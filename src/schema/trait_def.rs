//! Trait definitions — named, immutable bundles of fields and behavior.

use std::fmt;

use hashbrown::HashMap;

use crate::dispatch::{ChainableFn, DispatchContext, LifecycleEvent, LifecycleFn, OpInput, OpKind, SuperCall};
use crate::entity::{Entity, EntityFactory, WrappedEntity};
use crate::model::Value;
use crate::schema::PropertyKey;
use crate::{Error, Result};

/// An ordered subset of property names exposed under a view name.
#[derive(Debug, Clone, PartialEq)]
pub struct ViewSpec {
    pub properties: Vec<String>,
    /// An exclusive view replaces what earlier traits accumulated under the
    /// same name instead of appending to it.
    pub exclusive: bool,
}

/// A named, reusable bundle of property keys, views, and behavior overrides.
///
/// Immutable once built; the registry publishes definitions as
/// `Arc<TraitDefinition>` and never mutates them. Construct through
/// [`TraitDefinition::builder`].
pub struct TraitDefinition {
    name: String,
    keys: Vec<PropertyKey>,
    /// Declaration order matters: view merging across traits preserves it.
    views: Vec<(String, ViewSpec)>,
    chainable: HashMap<OpKind, ChainableFn>,
    lifecycle: HashMap<LifecycleEvent, LifecycleFn>,
    factory: Option<EntityFactory>,
}

impl TraitDefinition {
    pub fn builder(name: impl Into<String>) -> TraitBuilder {
        TraitBuilder {
            name: name.into(),
            keys: Vec::new(),
            views: Vec::new(),
            chainable: HashMap::new(),
            lifecycle: HashMap::new(),
            factory: None,
        }
    }

    pub fn name(&self) -> &str {
        &self.name
    }

    pub fn keys(&self) -> &[PropertyKey] {
        &self.keys
    }

    pub fn views(&self) -> &[(String, ViewSpec)] {
        &self.views
    }

    pub fn chainable(&self, kind: OpKind) -> Option<&ChainableFn> {
        self.chainable.get(&kind)
    }

    pub fn lifecycle(&self, event: LifecycleEvent) -> Option<&LifecycleFn> {
        self.lifecycle.get(&event)
    }

    pub fn factory(&self) -> Option<&EntityFactory> {
        self.factory.as_ref()
    }
}

impl fmt::Debug for TraitDefinition {
    fn fmt(&self, f: &mut fmt::Formatter<'_>) -> fmt::Result {
        f.debug_struct("TraitDefinition")
            .field("name", &self.name)
            .field("keys", &self.keys.iter().map(|k| k.name.as_str()).collect::<Vec<_>>())
            .field("views", &self.views.iter().map(|(n, _)| n.as_str()).collect::<Vec<_>>())
            .field("chainable", &self.chainable.keys().collect::<Vec<_>>())
            .field("lifecycle", &self.lifecycle.keys().collect::<Vec<_>>())
            .field("has_factory", &self.factory.is_some())
            .finish()
    }
}

// ============================================================================
// Builder
// ============================================================================

/// Builder for [`TraitDefinition`]. `build()` rejects duplicate property
/// names within the trait — that is a configuration error, not a merge case.
pub struct TraitBuilder {
    name: String,
    keys: Vec<PropertyKey>,
    views: Vec<(String, ViewSpec)>,
    chainable: HashMap<OpKind, ChainableFn>,
    lifecycle: HashMap<LifecycleEvent, LifecycleFn>,
    factory: Option<EntityFactory>,
}

impl TraitBuilder {
    pub fn property(mut self, key: PropertyKey) -> Self {
        self.keys.push(key);
        self
    }

    pub fn view<I, S>(mut self, name: impl Into<String>, properties: I) -> Self
    where
        I: IntoIterator<Item = S>,
        S: Into<String>,
    {
        self.views.push((
            name.into(),
            ViewSpec {
                properties: properties.into_iter().map(Into::into).collect(),
                exclusive: false,
            },
        ));
        self
    }

    /// A view that replaces, rather than extends, what earlier traits in a
    /// composition accumulated under the same name.
    pub fn exclusive_view<I, S>(mut self, name: impl Into<String>, properties: I) -> Self
    where
        I: IntoIterator<Item = S>,
        S: Into<String>,
    {
        self.views.push((
            name.into(),
            ViewSpec {
                properties: properties.into_iter().map(Into::into).collect(),
                exclusive: true,
            },
        ));
        self
    }

    /// Contribute a chainable override for one operation kind. At most one
    /// per kind per trait; a later call replaces the earlier one.
    pub fn on<F>(mut self, kind: OpKind, f: F) -> Self
    where
        F: Fn(&DispatchContext<'_>, &OpInput, SuperCall<'_>) -> Result<Value>
            + Send
            + Sync
            + 'static,
    {
        self.chainable.insert(kind, std::sync::Arc::new(f));
        self
    }

    /// Contribute a lifecycle hook for one event.
    pub fn lifecycle<F>(mut self, event: LifecycleEvent, f: F) -> Self
    where
        F: Fn(&DispatchContext<'_>, LifecycleEvent) -> Result<()> + Send + Sync + 'static,
    {
        self.lifecycle.insert(event, std::sync::Arc::new(f));
        self
    }

    /// Contribute a pre-built lifecycle hook (e.g. a script-backed one).
    pub fn lifecycle_fn(mut self, event: LifecycleEvent, f: LifecycleFn) -> Self {
        self.lifecycle.insert(event, f);
        self
    }

    /// Supply a custom wrapper factory. In a composition, the last-declared
    /// trait supplying one wins.
    pub fn factory<F>(mut self, f: F) -> Self
    where
        F: Fn(WrappedEntity) -> Box<dyn Entity> + Send + Sync + 'static,
    {
        self.factory = Some(std::sync::Arc::new(f));
        self
    }

    pub fn build(self) -> Result<TraitDefinition> {
        for (i, key) in self.keys.iter().enumerate() {
            if self.keys[..i].iter().any(|k| k.name == key.name) {
                return Err(Error::DuplicatePropertyKey {
                    trait_name: self.name,
                    key: key.name.clone(),
                });
            }
        }
        Ok(TraitDefinition {
            name: self.name,
            keys: self.keys,
            views: self.views,
            chainable: self.chainable,
            lifecycle: self.lifecycle,
            factory: self.factory,
        })
    }
}

#[cfg(test)]
mod tests {
    use super::*;

    #[test]
    fn test_build_simple_trait() {
        let def = TraitDefinition::builder("Base")
            .property(PropertyKey::string("name"))
            .view("public", ["name"])
            .build()
            .unwrap();

        assert_eq!(def.name(), "Base");
        assert_eq!(def.keys().len(), 1);
        assert_eq!(def.views().len(), 1);
        assert!(def.chainable(OpKind::GetProperty).is_none());
    }

    #[test]
    fn test_duplicate_key_rejected() {
        let err = TraitDefinition::builder("Broken")
            .property(PropertyKey::string("name"))
            .property(PropertyKey::int("name"))
            .build()
            .unwrap_err();

        assert!(matches!(err, Error::DuplicatePropertyKey { .. }));
    }

    #[test]
    fn test_chainable_contribution_registered() {
        let def = TraitDefinition::builder("Masked")
            .on(OpKind::GetProperty, |_ctx, _input, _sup| Ok(Value::from("***")))
            .build()
            .unwrap();

        assert!(def.chainable(OpKind::GetProperty).is_some());
        assert!(def.chainable(OpKind::SetProperty).is_none());
    }
}
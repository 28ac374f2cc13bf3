//! End-to-end tests for registry lifecycle and composition determinism.

use std::sync::Arc;

use pretty_assertions::assert_eq;
use proptest::prelude::*;
use traitgraph::{
    compose, entity, EntityKind, Error, MemoryNode, OpKind, PropertyKey, TraitDefinition,
    TraitRegistry, Value,
};

// ============================================================================
// 1. Two-phase module load: traits from every module, then compositions
// ============================================================================

#[test]
fn test_two_phase_module_load() {
    let registry = TraitRegistry::new();

    // Phase 1: every module registers its traits, in arbitrary order.
    registry
        .register_trait(
            TraitDefinition::builder("Timestamped")
                .property(PropertyKey::datetime("created_at"))
                .property(PropertyKey::datetime("modified_at"))
                .view("meta", ["created_at", "modified_at"])
                .build()
                .unwrap(),
        )
        .unwrap();
    registry
        .register_trait(
            TraitDefinition::builder("Base")
                .property(PropertyKey::string("name").indexed())
                .view("public", ["name"])
                .build()
                .unwrap(),
        )
        .unwrap();

    // Phase 2: compositions may reference traits from any module.
    registry.register_node_type("File", &["Base", "Timestamped"]).unwrap();
    registry.register_node_type("Folder", &["Base", "Timestamped"]).unwrap();
    registry.register_relationship_type("CONTAINS", &["Timestamped"]).unwrap();
    registry.seal().unwrap();

    let file = registry.get("File").unwrap();
    assert_eq!(file.kind(), EntityKind::Node);
    assert_eq!(file.trait_names(), &["Base", "Timestamped"]);
    assert_eq!(file.key_count(), 3);

    let contains = registry.get("CONTAINS").unwrap();
    assert_eq!(contains.kind(), EntityKind::Relationship);

    assert!(matches!(registry.get("Nope"), Err(Error::UnknownType(_))));
}

// ============================================================================
// 2. Sealing discipline
// ============================================================================

#[test]
fn test_sealed_registry_is_read_only() {
    let registry = TraitRegistry::new();
    registry
        .register_trait(TraitDefinition::builder("Base").build().unwrap())
        .unwrap();
    registry.register_node_type("T", &["Base"]).unwrap();

    registry.seal().unwrap();
    registry.seal().unwrap(); // idempotent

    assert!(matches!(
        registry.register_trait(TraitDefinition::builder("Late").build().unwrap()),
        Err(Error::RegistrySealed)
    ));

    // Identical content does not make re-registration acceptable.
    let registry2 = TraitRegistry::new();
    registry2
        .register_trait(TraitDefinition::builder("Base").build().unwrap())
        .unwrap();
    assert!(matches!(
        registry2.register_trait(TraitDefinition::builder("Base").build().unwrap()),
        Err(Error::DuplicateTrait(_))
    ));
}

// ============================================================================
// 3. Composing twice yields element-wise identical results
// ============================================================================

#[test]
fn test_composition_deterministic_across_registries() {
    let build = || {
        let registry = TraitRegistry::new();
        registry
            .register_trait(
                TraitDefinition::builder("A")
                    .property(PropertyKey::string("id"))
                    .property(PropertyKey::string("name"))
                    .view("public", ["id", "name"])
                    .on(OpKind::GetProperty, |ctx, input, sup| sup.invoke(ctx, input))
                    .build()
                    .unwrap(),
            )
            .unwrap();
        registry
            .register_trait(
                TraitDefinition::builder("B")
                    .property(PropertyKey::string("id").unique())
                    .view("public", ["owner"])
                    .on(OpKind::GetProperty, |ctx, input, sup| sup.invoke(ctx, input))
                    .build()
                    .unwrap(),
            )
            .unwrap();
        registry.register_node_type("T", &["A", "B"]).unwrap();
        registry.seal().unwrap();
        registry.get("T").unwrap()
    };

    let x = build();
    let y = build();

    assert_eq!(x.trait_names(), y.trait_names());
    assert_eq!(x.key_count(), y.key_count());
    assert_eq!(x.view("public"), y.view("public"));
    assert_eq!(
        x.chain(OpKind::GetProperty).trait_names(),
        y.chain(OpKind::GetProperty).trait_names()
    );
    assert_eq!(x.shadowed_keys(), y.shadowed_keys());
    // B's refinement of "id" won in both.
    assert!(x.key("id").unwrap().unique);
    assert!(y.key("id").unwrap().unique);
}

// ============================================================================
// 4. Wrappers over the same handle are interchangeable
// ============================================================================

#[test]
fn test_wrappers_are_interchangeable() {
    let registry = TraitRegistry::new();
    registry
        .register_trait(
            TraitDefinition::builder("Base")
                .property(PropertyKey::string("name"))
                .build()
                .unwrap(),
        )
        .unwrap();
    registry.register_node_type("T", &["Base"]).unwrap();
    registry.seal().unwrap();

    let node = Arc::new(MemoryNode::new("n1"));
    let a = entity::wrap(&registry, "T", node.clone()).unwrap();
    let b = entity::wrap(&registry, "T", node).unwrap();

    a.set("name", Value::from("shared")).unwrap();
    assert_eq!(b.get("name").unwrap(), Value::from("shared"));
    assert_eq!(a.uuid(), b.uuid());
}

// ============================================================================
// 5. Property: key merge is last-wins for any overlap, order-stable
// ============================================================================

fn key_names() -> impl Strategy<Value = Vec<String>> {
    proptest::collection::vec("[a-e]", 1..6).prop_map(|mut v: Vec<String>| {
        v.sort();
        v.dedup();
        v
    })
}

proptest! {
    #[test]
    fn prop_key_merge_last_wins(first in key_names(), second in key_names()) {
        let a = Arc::new({
            let mut b = TraitDefinition::builder("A");
            for name in &first {
                b = b.property(PropertyKey::string(name));
            }
            b.build().unwrap()
        });
        let b = Arc::new({
            let mut builder = TraitDefinition::builder("B");
            for name in &second {
                builder = builder.property(PropertyKey::int(name));
            }
            builder.build().unwrap()
        });

        let td = compose("T", EntityKind::Node, &[a, b]);

        // Union of names, no more, no less.
        let mut expected: Vec<&String> = first.iter().chain(second.iter()).collect();
        expected.sort();
        expected.dedup();
        prop_assert_eq!(td.key_count(), expected.len());

        // Every key declared by B (the later trait) carries B's type.
        for name in &second {
            prop_assert_eq!(td.key(name).unwrap().value_type, traitgraph::ValueType::Int);
        }
        // Keys only A declared keep A's type.
        for name in first.iter().filter(|n| !second.contains(n)) {
            prop_assert_eq!(td.key(name).unwrap().value_type, traitgraph::ValueType::String);
        }

        // The recorded shadow diagnostics are exactly the overlap.
        let overlap = first.iter().filter(|n| second.contains(n)).count();
        prop_assert_eq!(td.shadowed_keys().len(), overlap);
    }
}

══════════════════════════════

## Exercise objective
Check each line of the listing for "crate", and copy the ones that hold it.

## Answer to this problem
use crate::dispatch::{ChainableFn, DispatchContext, LifecycleEvent, LifecycleFn, OpInput, OpKind, SuperCall};
use crate::entity::{Entity, EntityFactory, WrappedEntity};
use crate::model::Value;
use crate::schema::PropertyKey;
use crate::{Error, Result};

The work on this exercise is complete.